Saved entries
^^^^^^^^^^^^^^^^

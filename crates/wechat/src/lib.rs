//! Zhiweijz WeChat integration library.
//!
//! Webhook, account binding and message dispatch for the 只为记账
//! official account, exposed as a library so the server binary, the CLI and
//! the integration tests share one router.

#![cfg_attr(not(test), forbid(unsafe_code))]

pub mod binding;
pub mod config;
pub mod db;
pub mod dedup;
pub mod dispatch;
pub mod error;
pub mod filters;
pub mod models;
pub mod routes;
pub mod services;
pub mod state;
pub mod wechat;

use axum::{Router, extract::State, http::StatusCode, routing::get};

use state::AppState;

/// Build the application router with health checks.
pub fn app(state: AppState) -> Router {
    Router::new()
        .route("/health", get(health))
        .route("/health/ready", get(readiness))
        .merge(routes::routes())
        .with_state(state)
}

/// Liveness health check endpoint.
///
/// Returns "ok" if the server is running. Does not check dependencies.
async fn health() -> &'static str {
    "ok"
}

/// Readiness health check endpoint.
///
/// Returns 503 Service Unavailable if the binding store is not reachable.
async fn readiness(State(state): State<AppState>) -> StatusCode {
    match state.store().ping().await {
        Ok(()) => StatusCode::OK,
        Err(e) => {
            tracing::warn!(error = %e, "Readiness check failed");
            StatusCode::SERVICE_UNAVAILABLE
        }
    }
}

^^^^^^^^^^^^^^^^

GOAL OF THE EXERCISE
Output the records exactly, so that each line matches what was given.

RESULT FOR THIS EXERCISE
filename crates/wechat/src/lib.rs
//! Zhiweijz WeChat integration library.
//!
//! Webhook, account binding and message dispatch for the 只为记账
//! official account, exposed as a library so the server binary, the CLI and
//! the integration tests share one router.

#![cfg_attr(not(test), forbid(unsafe_code))]

pub mod binding;
pub mod config;
pub mod db;
pub mod dedup;
pub mod dispatch;
pub mod error;
pub mod filters;
pub mod models;
pub mod routes;
pub mod services;
pub mod state;
pub mod wechat;

use axum::{Router, extract::State, http::StatusCode, routing::get};

use state::AppState;

/// Build the application router with health checks.
pub fn app(state: AppState) -> Router {
    Router::new()
        .route("/health", get(health))
        .route("/health/ready", get(readiness))
        .merge(routes::routes())
        .with_state(state)
}

/// Liveness health check endpoint.
///
/// Returns "ok" if the server is running. Does not check dependencies.
async fn health() -> &'static str {
    "ok"
}

/// Readiness health check endpoint.
///
/// Returns 503 Service Unavailable if the binding store is not reachable.
async fn readiness(State(state): State<AppState>) -> StatusCode {
    match state.store().ping().await {
        Ok(()) => StatusCode::OK,
        Err(e) => {
            tracing::warn!(error = %e, "Readiness check failed");
            StatusCode::SERVICE_UNAVAILABLE
        }
    }
}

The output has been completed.